BRIEF: Go through the listing below and show each line that has the word "fatal".
*** Opening of INFORMATION SHOWN ***
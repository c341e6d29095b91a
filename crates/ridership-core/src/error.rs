//! Error types for ridership-core
//!
//! Provides the error hierarchy with thiserror plus a load report for
//! non-fatal warnings collected while reading a dataset.

use std::path::PathBuf;
use thiserror::Error;

/// Malformed `DD.MM.YYYY` date text
#[derive(Error, Debug, Clone, PartialEq, Eq)]
pub enum DateParseError {
    #[error("expected DD.MM.YYYY, got '{input}'")]
    Shape { input: String },

    #[error("'{input}' is not a calendar date")]
    OutOfRange { input: String },
}

/// Core error type for ridership operations
#[derive(Error, Debug)]
pub enum CoreError {
    // ===================
    // IO Errors
    // ===================
    #[error("Failed to read file: {path}")]
    FileRead {
        path: PathBuf,
        #[source]
        source: std::io::Error,
    },

    #[error("File not found: {path}")]
    FileNotFound { path: PathBuf },

    // ===================
    // Parse Errors
    // ===================
    #[error("Invalid date: {0}")]
    DateParse(#[from] DateParseError),

    #[error("Failed to parse JSON in {path}: {message}")]
    JsonParse {
        path: PathBuf,
        message: String,
        #[source]
        source: serde_json::Error,
    },

    #[error("Record {index} rejected: {source}")]
    InvalidRecord {
        index: usize,
        #[source]
        source: DateParseError,
    },

    // ===================
    // Store Errors
    // ===================
    #[error("Index {index} out of range for store of length {len}")]
    IndexOutOfRange { index: usize, len: usize },

    // ===================
    // Config Errors
    // ===================
    #[error("Invalid configuration: {message}")]
    InvalidConfig { message: String },

    #[error("Failed to parse config {path}")]
    ConfigParse {
        path: PathBuf,
        #[source]
        source: toml::de::Error,
    },
}

/// Non-fatal issue found while loading a dataset
#[derive(Debug, Clone, PartialEq, Eq)]
pub struct LoadWarning {
    pub source: String,
    pub message: String,
}

/// Report of issues encountered while loading a dataset
///
/// Coerced mode values are recorded as warnings instead of failing the load.
/// Anything that rejects the input is a [`CoreError`] instead.
#[derive(Debug, Default)]
pub struct LoadReport {
    warnings: Vec<LoadWarning>,
    pub records_loaded: usize,
    pub values_coerced: usize,
}

impl LoadReport {
    pub fn new() -> Self {
        Self::default()
    }

    pub fn add_warning(&mut self, source: impl Into<String>, message: impl Into<String>) {
        self.warnings.push(LoadWarning {
            source: source.into(),
            message: message.into(),
        });
    }

    pub fn warnings(&self) -> &[LoadWarning] {
        &self.warnings
    }

    pub fn is_clean(&self) -> bool {
        self.warnings.is_empty() && self.values_coerced == 0
    }
}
*** Close of INFORMATION SHOWN ***
TASK RESULT:
//! non-fatal warnings collected while reading a dataset.
/// Non-fatal issue found while loading a dataset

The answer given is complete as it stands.